#### [Task statement]
Copy the data from the line that contains "let counts = cache.outcome_counts();" to its last line, exactly, including both of those lines and leaving out everything before.
*** Data shown Section Begins ***
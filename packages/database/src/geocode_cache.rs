//! Address → geocode cache stored as an append-only CSV.
//!
//! Keyed by the exact address string sent to the geocoder. Both hits and
//! misses are cached. Rows are only ever appended; when a key appears more
//! than once, the last row wins on load, except that a non-final row never
//! replaces a final one. Only final outcomes ([`LookupOutcome::is_final`])
//! keep an address out of the next run.

use std::collections::BTreeMap;
use std::fs::OpenOptions;
use std::io::Write as _;
use std::path::Path;

use chrono::{DateTime, Utc};
use cville_crime_models::{GeocodeResult, LookupOutcome};
use serde::{Deserialize, Serialize};

use crate::DbError;

/// One line of the cache file.
#[derive(Debug, Clone, PartialEq, Serialize, Deserialize)]
pub struct CacheRow {
    /// Address string sent to the geocoder.
    pub query: String,
    /// Classified outcome.
    pub outcome: LookupOutcome,
    /// Service status string.
    pub status: Option<String>,
    /// Latitude (WGS84).
    pub latitude: Option<f64>,
    /// Longitude (WGS84).
    pub longitude: Option<f64>,
    /// Canonical address returned by the service.
    pub formatted_address: Option<String>,
    /// Precision classification.
    pub location_type: Option<String>,
    /// When the lookup was made.
    pub fetched_at: DateTime<Utc>,
}

impl CacheRow {
    /// Stamps a result with `fetched_at`.
    #[must_use]
    pub fn new(result: &GeocodeResult, fetched_at: DateTime<Utc>) -> Self {
        Self {
            query: result.query.clone(),
            outcome: result.outcome,
            status: result.status.clone(),
            latitude: result.latitude,
            longitude: result.longitude,
            formatted_address: result.formatted_address.clone(),
            location_type: result.location_type.clone(),
            fetched_at,
        }
    }

    /// Drops the timestamp.
    #[must_use]
    pub fn into_result(self) -> GeocodeResult {
        GeocodeResult {
            query: self.query,
            outcome: self.outcome,
            status: self.status,
            latitude: self.latitude,
            longitude: self.longitude,
            formatted_address: self.formatted_address,
            location_type: self.location_type,
        }
    }
}

/// The latest cached result per address.
#[derive(Debug, Clone, Default)]
pub struct GeocodeCache {
    entries: BTreeMap<String, GeocodeResult>,
}

impl GeocodeCache {
    /// Loads the cache file at `path`. A missing file is an empty cache.
    ///
    /// # Errors
    ///
    /// Returns [`DbError`] if the file exists but cannot be read or a row
    /// cannot be parsed.
    pub fn load(path: &Path) -> Result<Self, DbError> {
        if !path.exists() {
            log::debug!("No geocode cache at {}", path.display());
            return Ok(Self::default());
        }

        let mut reader = csv::Reader::from_path(path)?;
        let mut cache = Self::default();
        let mut rows = 0usize;
        for row in reader.deserialize::<CacheRow>() {
            cache.insert(row?.into_result());
            rows += 1;
        }

        log::info!(
            "Loaded {} cached addresses ({rows} rows) from {}",
            cache.len(),
            path.display()
        );
        Ok(cache)
    }

    /// Records `result`, replacing any earlier entry for the same address
    /// unless that entry is final and `result` is not.
    pub fn insert(&mut self, result: GeocodeResult) {
        if !result.outcome.is_final() && self.is_resolved(&result.query) {
            log::debug!(
                "Keeping resolved cache entry for '{}' over {} row",
                result.query,
                result.outcome
            );
            return;
        }
        self.entries.insert(result.query.clone(), result);
    }

    /// Returns the cached result for `address`.
    #[must_use]
    pub fn get(&self, address: &str) -> Option<&GeocodeResult> {
        self.entries.get(address)
    }

    /// Whether `address` has a final cached outcome.
    #[must_use]
    pub fn is_resolved(&self, address: &str) -> bool {
        self.get(address).is_some_and(|r| r.outcome.is_final())
    }

    /// Number of cached addresses.
    #[must_use]
    pub fn len(&self) -> usize {
        self.entries.len()
    }

    /// Whether the cache holds no addresses.
    #[must_use]
    pub fn is_empty(&self) -> bool {
        self.entries.is_empty()
    }

    /// Counts cached addresses per outcome.
    #[must_use]
    pub fn outcome_counts(&self) -> BTreeMap<LookupOutcome, usize> {
        let mut counts = BTreeMap::new();
        for result in self.entries.values() {
            *counts.entry(result.outcome).or_insert(0) += 1;
        }
        counts
    }
}

/// Appends rows to the cache file, flushing after each one.
pub struct CacheWriter {
    writer: csv::Writer<std::fs::File>,
}

impl CacheWriter {
    /// Opens `path` for appending, writing the header if the file is new
    /// or empty.
    ///
    /// # Errors
    ///
    /// Returns [`DbError`] if the file cannot be opened.
    pub fn open(path: &Path) -> Result<Self, DbError> {
        if let Some(parent) = path.parent() {
            crate::paths::ensure_dir(parent)?;
        }

        let file = OpenOptions::new().create(true).append(true).open(path)?;
        let needs_header = file.metadata()?.len() == 0;
        let writer = csv::WriterBuilder::new()
            .has_headers(needs_header)
            .from_writer(file);

        Ok(Self { writer })
    }

    /// Appends one result stamped with the current time.
    ///
    /// # Errors
    ///
    /// Returns [`DbError`] if the row cannot be written or flushed.
    pub fn append(&mut self, result: &GeocodeResult) -> Result<(), DbError> {
        self.append_row(&CacheRow::new(result, Utc::now()))
    }

    /// Appends one pre-stamped row.
    ///
    /// # Errors
    ///
    /// Returns [`DbError`] if the row cannot be written or flushed.
    pub fn append_row(&mut self, row: &CacheRow) -> Result<(), DbError> {
        self.writer.serialize(row)?;
        self.writer.flush()?;
        Ok(())
    }

    /// Flushes and closes the underlying file.
    ///
    /// # Errors
    ///
    /// Returns [`DbError`] if the final flush fails.
    pub fn finish(mut self) -> Result<(), DbError> {
        self.writer.flush()?;
        let mut file = self
            .writer
            .into_inner()
            .map_err(|e| DbError::Conversion {
                message: format!("failed to finish geocode cache: {e}"),
            })?;
        file.flush()?;
        Ok(())
    }
}

#[cfg(test)]
mod tests {
    use super::*;

    fn temp_path(name: &str) -> std::path::PathBuf {
        let dir = std::env::temp_dir().join(format!("cville_crime_cache_{name}"));
        std::fs::remove_dir_all(&dir).ok();
        dir.join("geocode_cache.csv")
    }

    fn ok(query: &str, lat: f64) -> GeocodeResult {
        GeocodeResult {
            query: query.to_string(),
            outcome: LookupOutcome::Ok,
            status: Some("OK".to_string()),
            latitude: Some(lat),
            longitude: Some(-78.48),
            formatted_address: Some("Main St, Charlottesville, VA 22902, USA".to_string()),
            location_type: Some("GEOMETRIC_CENTER".to_string()),
        }
    }

    #[test]
    fn missing_file_is_empty_cache() {
        let cache = GeocodeCache::load(&temp_path("missing")).unwrap();
        assert!(cache.is_empty());
    }

    #[test]
    fn append_then_reload_keeps_last_entry_per_key() {
        let path = temp_path("reload");

        let mut writer = CacheWriter::open(&path).unwrap();
        writer
            .append(&GeocodeResult::placeholder(
                "100 MAIN ST Charlottesville VA".to_string(),
                LookupOutcome::TimedOut,
            ))
            .unwrap();
        writer
            .append(&ok("200 PARK ST Charlottesville VA", 38.04))
            .unwrap();
        writer.finish().unwrap();

        // A second writer must not repeat the header.
        let mut writer = CacheWriter::open(&path).unwrap();
        writer
            .append(&ok("100 MAIN ST Charlottesville VA", 38.03))
            .unwrap();
        writer.finish().unwrap();

        let contents = std::fs::read_to_string(&path).unwrap();
        assert_eq!(contents.matches("query,outcome").count(), 1);

        let cache = GeocodeCache::load(&path).unwrap();
        assert_eq!(cache.len(), 2);
        let main = cache.get("100 MAIN ST Charlottesville VA").unwrap();
        assert_eq!(main.outcome, LookupOutcome::Ok);
        assert_eq!(main.coordinates(), Some((38.03, -78.48)));
        assert_eq!(main, &ok("100 MAIN ST Charlottesville VA", 38.03));

        std::fs::remove_dir_all(path.parent().unwrap()).ok();
    }

    #[test]
    fn placeholders_round_trip_with_empty_fields() {
        let path = temp_path("placeholder");
        let miss = GeocodeResult::placeholder(
            "1 NOWHERE Charlottesville VA".to_string(),
            LookupOutcome::ZeroResults,
        );

        let mut writer = CacheWriter::open(&path).unwrap();
        writer.append(&miss).unwrap();
        writer.finish().unwrap();

        let cache = GeocodeCache::load(&path).unwrap();
        assert_eq!(cache.get(&miss.query), Some(&miss));

        std::fs::remove_dir_all(path.parent().unwrap()).ok();
    }

    #[test]
    fn only_final_outcomes_resolve() {
        let mut cache = GeocodeCache::default();
        cache.insert(ok("a", 38.0));
        cache.insert(GeocodeResult::placeholder(
            "b".to_string(),
            LookupOutcome::ZeroResults,
        ));
        for (key, outcome) in [
            ("c", LookupOutcome::Rejected),
            ("d", LookupOutcome::Malformed),
            ("e", LookupOutcome::TimedOut),
        ] {
            cache.insert(GeocodeResult::placeholder(key.to_string(), outcome));
        }

        assert!(cache.is_resolved("a"));
        assert!(cache.is_resolved("b"));
        assert!(!cache.is_resolved("c"));
        assert!(!cache.is_resolved("d"));
        assert!(!cache.is_resolved("e"));
        assert!(!cache.is_resolved("f"));

        let counts = cache.outcome_counts();
        assert_eq!(counts.get(&LookupOutcome::Ok), Some(&1));
        assert_eq!(counts.values().sum::<usize>(), 5);
    }

    #[test]
    fn later_failures_do_not_replace_a_resolved_entry() {
        let path = temp_path("keep_resolved");
        let main = "100 MAIN ST Charlottesville VA";

        let mut writer = CacheWriter::open(&path).unwrap();
        writer.append(&ok(main, 38.03)).unwrap();
        for outcome in [
            LookupOutcome::TimedOut,
            LookupOutcome::Rejected,
            LookupOutcome::Malformed,
        ] {
            writer
                .append(&GeocodeResult::placeholder(main.to_string(), outcome))
                .unwrap();
        }
        writer.finish().unwrap();

        let cache = GeocodeCache::load(&path).unwrap();
        assert!(cache.is_resolved(main));
        assert_eq!(cache.get(main), Some(&ok(main, 38.03)));

        // A later final answer still replaces an earlier one.
        let mut cache = cache;
        cache.insert(GeocodeResult::placeholder(
            main.to_string(),
            LookupOutcome::ZeroResults,
        ));
        assert_eq!(cache.get(main).map(|r| r.outcome), Some(LookupOutcome::ZeroResults));

        std::fs::remove_dir_all(path.parent().unwrap()).ok();
    }
}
*** Data shown Section Ends ***
#### [Your response]
        let counts = cache.outcome_counts();
        assert_eq!(counts.get(&LookupOutcome::Ok), Some(&1));
        assert_eq!(counts.values().sum::<usize>(), 5);
    }

    #[test]
    fn later_failures_do_not_replace_a_resolved_entry() {
        let path = temp_path("keep_resolved");
        let main = "100 MAIN ST Charlottesville VA";

        let mut writer = CacheWriter::open(&path).unwrap();
        writer.append(&ok(main, 38.03)).unwrap();
        for outcome in [
            LookupOutcome::TimedOut,
            LookupOutcome::Rejected,
            LookupOutcome::Malformed,
        ] {
            writer
                .append(&GeocodeResult::placeholder(main.to_string(), outcome))
                .unwrap();
        }
        writer.finish().unwrap();

        let cache = GeocodeCache::load(&path).unwrap();
        assert!(cache.is_resolved(main));
        assert_eq!(cache.get(main), Some(&ok(main, 38.03)));

        // A later final answer still replaces an earlier one.
        let mut cache = cache;
        cache.insert(GeocodeResult::placeholder(
            main.to_string(),
            LookupOutcome::ZeroResults,
        ));
        assert_eq!(cache.get(main).map(|r| r.outcome), Some(LookupOutcome::ZeroResults));

        std::fs::remove_dir_all(path.parent().unwrap()).ok();
    }
}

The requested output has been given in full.